Mudassar Nazar

Personal information
- Born: 6 April 1956 (age 70) Lahore, Punjab, Pakistan
- Batting: Right-handed
- Bowling: Right-arm medium
- Relations: Nazar Mohammad (father) Feroz Nizami (uncle) Mohammad Ilyas (cousin)

International information
- National side: Pakistan (1976–1989);
- Test debut (cap 76): 24 December 1976 v Australia
- Last Test: 24 April 1989 v New Zealand
- ODI debut (cap 21): 23 December 1977 v England
- Last ODI: 14 March 1989 v New Zealand

Career statistics
| Competition | Test | ODI | FC | LA |
| Matches | 76 | 122 | 220 | 182 |
| Runs scored | 4,114 | 2,653 | 14,080 | 4,439 |
| Batting average | 38.09 | 25.26 | 43.86 | 28.27 |
| 100s/50s | 10/17 | 0/16 | 42/59 | 2/26 |
| Top score | 231* | 95 | 241 | 122* |
| Balls bowled | 5,967 | 4,855 | 12,465 | 6,840 |
| Wickets | 66 | 111 | 153 | 151 |
| Bowling average | 38.36 | 30.91 | 34.51 | 30.86 |
| 5 wickets in innings | 1 | 1 | 2 | 1 |
| 10 wickets in match | 0 | 0 | 0 | 0 |
| Best bowling | 6/38 | 5/29 | 6/32 | 5/28 |
| Catches/stumpings | 48/– | 21/– | 143/– | 42/– |
- Source: CricInfo, 10 November 2017

= Mudassar Nazar =

Pakistani cricketer (born 1956)

Mudassar Nazar (Urdu: مدثر نذر; born 6 April 1956) is a Pakistani cricket coach and former cricketer with a career in Test cricket for Pakistan and in league cricket in Pakistan and England.

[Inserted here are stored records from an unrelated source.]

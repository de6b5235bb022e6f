use async_trait::async_trait;
use chrono::{DateTime, SecondsFormat, Utc};
use foodie_types::domain::address::Address;
use foodie_types::domain::carousel::{Carousel, CarouselKind};
use foodie_types::domain::order::{Order, OrderItem, OrderStatus};
use foodie_types::domain::paging::PageRequest;
use foodie_types::ports::address_repository::AddressRepository;
use foodie_types::ports::carousel_repository::CarouselRepository;
use foodie_types::ports::order_repository::OrderRepository;
use foodie_types::ports::RepoError;
use sqlx::sqlite::{SqliteConnectOptions, SqliteConnection};
use sqlx::{FromRow, SqlitePool};
use std::str::FromStr;
use std::time::Duration;

/// How long a writer waits for the database lock before failing.
const BUSY_TIMEOUT: Duration = Duration::from_secs(5);

const MIGRATIONS: [&str; 5] = [
    include_str!("../migrations/0001_create_orders.sql"),
    include_str!("../migrations/0002_index_orders_user.sql"),
    include_str!("../migrations/0003_create_addresses.sql"),
    include_str!("../migrations/0004_unique_default_address.sql"),
    include_str!("../migrations/0005_create_carousels.sql"),
];

const ORDER_COLUMNS: &str =
    "id, user_id, items_json, total_cents, status, is_deleted, created_at, updated_at";
const ADDRESS_COLUMNS: &str =
    "id, user_id, receiver, mobile, province, city, district, detail, is_default, created_at, updated_at";

#[derive(Clone)]
pub struct SqliteRepo {
    pool: SqlitePool,
}

fn db_err(e: impl ToString) -> RepoError {
    RepoError::DbError(e.to_string())
}

// Fixed-width UTC timestamps so that text ordering matches time ordering.
fn ts(t: DateTime<Utc>) -> String {
    t.to_rfc3339_opts(SecondsFormat::Micros, true)
}

fn parse_ts(s: &str) -> Result<DateTime<Utc>, RepoError> {
    Ok(DateTime::parse_from_rfc3339(s)
        .map_err(db_err)?
        .with_timezone(&Utc))
}

#[derive(FromRow)]
struct DbOrder {
    id: String,
    user_id: String,
    items_json: String,
    total_cents: i64,
    status: String,
    is_deleted: bool,
    created_at: String,
    updated_at: String,
}

impl DbOrder {
    fn into_order(self) -> Result<Order, RepoError> {
        let status = OrderStatus::from_str(&self.status).map_err(db_err)?;
        let items: Vec<OrderItem> = serde_json::from_str(&self.items_json).map_err(db_err)?;
        Ok(Order {
            id: self.id,
            user_id: self.user_id,
            items,
            total_cents: self.total_cents,
            status,
            is_deleted: self.is_deleted,
            created_at: parse_ts(&self.created_at)?,
            updated_at: parse_ts(&self.updated_at)?,
        })
    }
}

#[derive(FromRow)]
struct DbAddress {
    id: String,
    user_id: String,
    receiver: String,
    mobile: String,
    province: String,
    city: String,
    district: String,
    detail: String,
    is_default: bool,
    created_at: String,
    updated_at: String,
}

impl DbAddress {
    fn into_address(self) -> Result<Address, RepoError> {
        Ok(Address {
            id: self.id,
            user_id: self.user_id,
            receiver: self.receiver,
            mobile: self.mobile,
            province: self.province,
            city: self.city,
            district: self.district,
            detail: self.detail,
            is_default: self.is_default,
            created_at: parse_ts(&self.created_at)?,
            updated_at: parse_ts(&self.updated_at)?,
        })
    }
}

#[derive(FromRow)]
struct DbCarousel {
    id: String,
    image_url: String,
    background_color: String,
    item_id: Option<String>,
    cat_id: Option<i64>,
    kind: String,
    sort: i64,
    is_show: bool,
    created_at: String,
}

impl DbCarousel {
    fn into_carousel(self) -> Result<Carousel, RepoError> {
        let kind = match self.kind.as_str() {
            "item" => CarouselKind::Item,
            "category" => CarouselKind::Category,
            other => return Err(RepoError::DbError(format!("unknown carousel kind {other}"))),
        };
        Ok(Carousel {
            id: self.id,
            image_url: self.image_url,
            background_color: self.background_color,
            item_id: self.item_id,
            cat_id: self.cat_id,
            kind,
            sort: i32::try_from(self.sort).map_err(db_err)?,
            is_show: self.is_show,
            created_at: parse_ts(&self.created_at)?,
        })
    }
}

impl SqliteRepo {
    pub async fn new(database_url: &str) -> anyhow::Result<Self> {
        // Ensure on-disk SQLite target directory exists (no-op for in-memory).
        if let Some(path) = database_url.strip_prefix("sqlite://") {
            if path != ":memory:" {
                let p = std::path::Path::new(path);
                if let Some(parent) = p.parent() {
                    if !parent.as_os_str().is_empty() {
                        tokio::fs::create_dir_all(parent).await?;
                    }
                }
            }
        }

        let options = SqliteConnectOptions::from_str(database_url)?
            .create_if_missing(true)
            .busy_timeout(BUSY_TIMEOUT);
        let pool = SqlitePool::connect_with(options).await?;

        for ddl in MIGRATIONS {
            sqlx::query(ddl).execute(&pool).await?;
        }
        tracing::debug!(url = database_url, "sqlite store ready");

        Ok(Self { pool })
    }
}

#[async_trait]
impl OrderRepository for SqliteRepo {
    async fn create(&self, order: Order) -> Result<Order, RepoError> {
        let items_json = serde_json::to_string(&order.items).map_err(db_err)?;
        sqlx::query(
            "INSERT INTO orders (id, user_id, items_json, total_cents, status, is_deleted, created_at, updated_at)
             VALUES (?, ?, ?, ?, ?, ?, ?, ?)",
        )
        .bind(&order.id)
        .bind(&order.user_id)
        .bind(items_json)
        .bind(order.total_cents)
        .bind(order.status.as_str())
        .bind(order.is_deleted)
        .bind(ts(order.created_at))
        .bind(ts(order.updated_at))
        .execute(&self.pool)
        .await
        .map_err(db_err)?;
        Ok(order)
    }

    async fn get(&self, id: &str) -> Result<Option<Order>, RepoError> {
        let row: Option<DbOrder> = sqlx::query_as(&format!(
            "SELECT {ORDER_COLUMNS} FROM orders WHERE id = ? AND is_deleted = 0"
        ))
        .bind(id)
        .fetch_optional(&self.pool)
        .await
        .map_err(db_err)?;
        row.map(|r| r.into_order()).transpose()
    }

    async fn compare_and_set_status(
        &self,
        id: &str,
        expected: OrderStatus,
        next: OrderStatus,
    ) -> Result<bool, RepoError> {
        let res = sqlx::query(
            "UPDATE orders SET status = ?, updated_at = ?
             WHERE id = ? AND status = ? AND is_deleted = 0",
        )
        .bind(next.as_str())
        .bind(ts(Utc::now()))
        .bind(id)
        .bind(expected.as_str())
        .execute(&self.pool)
        .await
        .map_err(db_err)?;
        Ok(res.rows_affected() == 1)
    }

    async fn soft_delete(&self, id: &str, expected: OrderStatus) -> Result<bool, RepoError> {
        let res = sqlx::query(
            "UPDATE orders SET is_deleted = 1, updated_at = ?
             WHERE id = ? AND status = ? AND is_deleted = 0",
        )
        .bind(ts(Utc::now()))
        .bind(id)
        .bind(expected.as_str())
        .execute(&self.pool)
        .await
        .map_err(db_err)?;
        Ok(res.rows_affected() == 1)
    }

    async fn page_by_user(
        &self,
        user_id: &str,
        status: Option<OrderStatus>,
        page: PageRequest,
    ) -> Result<(Vec<Order>, u64), RepoError> {
        let status_s = status.map(|s| s.as_str());

        let total: i64 = sqlx::query_scalar(
            "SELECT COUNT(*) FROM orders
             WHERE user_id = ? AND is_deleted = 0 AND (? IS NULL OR status = ?)",
        )
        .bind(user_id)
        .bind(status_s)
        .bind(status_s)
        .fetch_one(&self.pool)
        .await
        .map_err(db_err)?;

        let limit = i64::try_from(page.limit()).map_err(db_err)?;
        let offset = i64::try_from(page.offset()).map_err(db_err)?;
        let rows: Vec<DbOrder> = sqlx::query_as(&format!(
            "SELECT {ORDER_COLUMNS} FROM orders
             WHERE user_id = ? AND is_deleted = 0 AND (? IS NULL OR status = ?)
             ORDER BY created_at DESC, id ASC
             LIMIT ? OFFSET ?"
        ))
        .bind(user_id)
        .bind(status_s)
        .bind(status_s)
        .bind(limit)
        .bind(offset)
        .fetch_all(&self.pool)
        .await
        .map_err(db_err)?;

        let orders = rows
            .into_iter()
            .map(|r| r.into_order())
            .collect::<Result<Vec<_>, _>>()?;
        Ok((orders, total.max(0) as u64))
    }

    async fn count_by_status(&self, user_id: &str) -> Result<Vec<(OrderStatus, u64)>, RepoError> {
        let rows: Vec<(String, i64)> = sqlx::query_as(
            "SELECT status, COUNT(*) FROM orders
             WHERE user_id = ? AND is_deleted = 0
             GROUP BY status",
        )
        .bind(user_id)
        .fetch_all(&self.pool)
        .await
        .map_err(db_err)?;

        rows.into_iter()
            .map(|(s, n)| -> Result<(OrderStatus, u64), RepoError> {
                Ok((OrderStatus::from_str(&s).map_err(db_err)?, n.max(0) as u64))
            })
            .collect()
    }
}

#[async_trait]
impl AddressRepository for SqliteRepo {
    async fn list_by_user(&self, user_id: &str) -> Result<Vec<Address>, RepoError> {
        let rows: Vec<DbAddress> = sqlx::query_as(&format!(
            "SELECT {ADDRESS_COLUMNS} FROM addresses WHERE user_id = ? ORDER BY created_at ASC, id ASC"
        ))
        .bind(user_id)
        .fetch_all(&self.pool)
        .await
        .map_err(db_err)?;

        rows.into_iter()
            .map(|r| r.into_address())
            .collect::<Result<Vec<_>, _>>()
    }

    async fn insert(&self, address: Address) -> Result<Address, RepoError> {
        // The first-address check and the insert are one statement.
        sqlx::query(
            "INSERT INTO addresses (id, user_id, receiver, mobile, province, city, district, detail, is_default, created_at, updated_at)
             SELECT ?, ?, ?, ?, ?, ?, ?, ?, NOT EXISTS (SELECT 1 FROM addresses WHERE user_id = ?), ?, ?",
        )
        .bind(&address.id)
        .bind(&address.user_id)
        .bind(&address.receiver)
        .bind(&address.mobile)
        .bind(&address.province)
        .bind(&address.city)
        .bind(&address.district)
        .bind(&address.detail)
        .bind(&address.user_id)
        .bind(ts(address.created_at))
        .bind(ts(address.updated_at))
        .execute(&self.pool)
        .await
        .map_err(db_err)?;

        self.find(&address.user_id, &address.id)
            .await?
            .ok_or_else(|| RepoError::DbError(format!("address {} missing after insert", address.id)))
    }

    async fn find(&self, user_id: &str, id: &str) -> Result<Option<Address>, RepoError> {
        let row: Option<DbAddress> = sqlx::query_as(&format!(
            "SELECT {ADDRESS_COLUMNS} FROM addresses WHERE id = ? AND user_id = ?"
        ))
        .bind(id)
        .bind(user_id)
        .fetch_optional(&self.pool)
        .await
        .map_err(db_err)?;
        row.map(|r| r.into_address()).transpose()
    }

    async fn update(&self, address: &Address) -> Result<bool, RepoError> {
        let res = sqlx::query(
            "UPDATE addresses
             SET receiver = ?, mobile = ?, province = ?, city = ?, district = ?, detail = ?, updated_at = ?
             WHERE id = ? AND user_id = ?",
        )
        .bind(&address.receiver)
        .bind(&address.mobile)
        .bind(&address.province)
        .bind(&address.city)
        .bind(&address.district)
        .bind(&address.detail)
        .bind(ts(address.updated_at))
        .bind(&address.id)
        .bind(&address.user_id)
        .execute(&self.pool)
        .await
        .map_err(db_err)?;
        Ok(res.rows_affected() > 0)
    }

    async fn delete(&self, user_id: &str, id: &str) -> Result<bool, RepoError> {
        let res = sqlx::query("DELETE FROM addresses WHERE id = ? AND user_id = ?")
            .bind(id)
            .bind(user_id)
            .execute(&self.pool)
            .await
            .map_err(db_err)?;
        Ok(res.rows_affected() > 0)
    }

    async fn set_default(&self, user_id: &str, id: &str) -> Result<bool, RepoError> {
        let mut conn = self.pool.acquire().await.map_err(db_err)?;
        // Take the write lock up front so concurrent callers wait on the busy timeout.
        sqlx::query("BEGIN IMMEDIATE")
            .execute(&mut *conn)
            .await
            .map_err(db_err)?;

        let outcome = swap_default(&mut conn, user_id, id).await;
        let finish = match outcome {
            Ok(true) => "COMMIT",
            _ => "ROLLBACK",
        };
        if let Err(e) = sqlx::query(finish).execute(&mut *conn).await {
            // A connection stuck inside a transaction must not go back to the pool.
            drop(conn.detach());
            return Err(db_err(e));
        }
        outcome
    }
}

/// Clears the user's other defaults and flags `id`. Runs inside the caller's
/// transaction; `false` when the user has no such address.
async fn swap_default(
    conn: &mut SqliteConnection,
    user_id: &str,
    id: &str,
) -> Result<bool, RepoError> {
    let now = ts(Utc::now());
    sqlx::query(
        "UPDATE addresses SET is_default = 0, updated_at = ?
         WHERE user_id = ? AND is_default = 1 AND id <> ?",
    )
    .bind(&now)
    .bind(user_id)
    .bind(id)
    .execute(&mut *conn)
    .await
    .map_err(db_err)?;

    let res = sqlx::query(
        "UPDATE addresses SET is_default = 1, updated_at = ?
         WHERE id = ? AND user_id = ?",
    )
    .bind(&now)
    .bind(id)
    .bind(user_id)
    .execute(&mut *conn)
    .await
    .map_err(db_err)?;
    Ok(res.rows_affected() > 0)
}

#[async_trait]
impl CarouselRepository for SqliteRepo {
    async fn save(&self, carousel: Carousel) -> Result<Carousel, RepoError> {
        let kind = match carousel.kind {
            CarouselKind::Item => "item",
            CarouselKind::Category => "category",
        };
        sqlx::query(
            "INSERT INTO carousels (id, image_url, background_color, item_id, cat_id, kind, sort, is_show, created_at)
             VALUES (?, ?, ?, ?, ?, ?, ?, ?, ?)",
        )
        .bind(&carousel.id)
        .bind(&carousel.image_url)
        .bind(&carousel.background_color)
        .bind(&carousel.item_id)
        .bind(carousel.cat_id)
        .bind(kind)
        .bind(i64::from(carousel.sort))
        .bind(carousel.is_show)
        .bind(ts(carousel.created_at))
        .execute(&self.pool)
        .await
        .map_err(db_err)?;
        Ok(carousel)
    }

    async fn list_by_visibility(&self, is_show: bool) -> Result<Vec<Carousel>, RepoError> {
        let rows: Vec<DbCarousel> = sqlx::query_as(
            "SELECT id, image_url, background_color, item_id, cat_id, kind, sort, is_show, created_at
             FROM carousels WHERE is_show = ? ORDER BY sort ASC, created_at ASC",
        )
        .bind(is_show)
        .fetch_all(&self.pool)
        .await
        .map_err(db_err)?;

        rows.into_iter()
            .map(|r| r.into_carousel())
            .collect::<Result<Vec<_>, _>>()
    }
}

He was an all-rounder and opening batsman who played 76 test and 122 one-day matches for Pakistan. After retiring from professional cricket, he has had a number of administrative positions in the cricketing world, including two stints as coach for Pakistan in 1993 and 2001, for Kenya and for several other teams. He was born in Lahore, Punjab.

Currently, he is an advisor for the Lahore Qalandars cricket team in the Pakistan Super League.

==International career==

Mudassar made his debut in Test cricket for Pakistan against Australia in Adelaide on 24 December 1976. The son of Test cricketer Nazar Mohammad, he followed in his father's footsteps to open Pakistan's batting. Mudassar now resides in Bolton, England. He played for many prominent league teams in Pakistan, and played his last Test match against New Zealand at Auckland on 28 February 1989, but he continued playing first-class cricket until 1993. He became the second Pakistani after his father to carry the bat as an opener in the fifth Test of the 1982–83 series against India.

One time, Mudassar held a record for highest partnership in Test Cricket of 451-runs, for the 3rd-wicket with Javed Miandad, against India at Hyderabad, Pakistan in 1982–83. He also holds the record for the slowest Test match century and also in terms of minutes (557). He was also a useful bowling option for his captain and earned the reputation of a shock bowler because he was good at breaking long partnerships, besides being a batsman who played long innings.

In the mid-1980s, Mudassar became a spokesman for the Pakistan players' association and claims that criticisms he made about the Pakistan Cricket Board (PCB) led to him being omitted from the Pakistan side.This point of view is consistent with the internal politics of the Pakistan Cricket Board at that time

==Coaching career==

After retiring from professional cricket, Mudassar became national coach for Pakistan.

In 2003, Mudassar was appointed by the Kenya Cricket Association (KCA) as head coach of its academy in Nairobi, with a two-year contract commencing in January 2004. He was appointed caretaker head coach of the Kenya national cricket team in January 2005 following the resignation of Andy Moles, amid conflict with the KCA.

In January 2021, Mudassar was appointed by the Emirates Cricket Board as a national selector and head of the National Academy Program. He was head coach of the United Arab Emirates national under-19 cricket team for the 2021 ACC Under-19 Asia Cup and the 2022 ICC Under-19 Cricket World Cup.

In March 2023, Mudassar took over as head coach of the United Arab Emirates national cricket team on an interim basis, following the sacking of Robin Singh.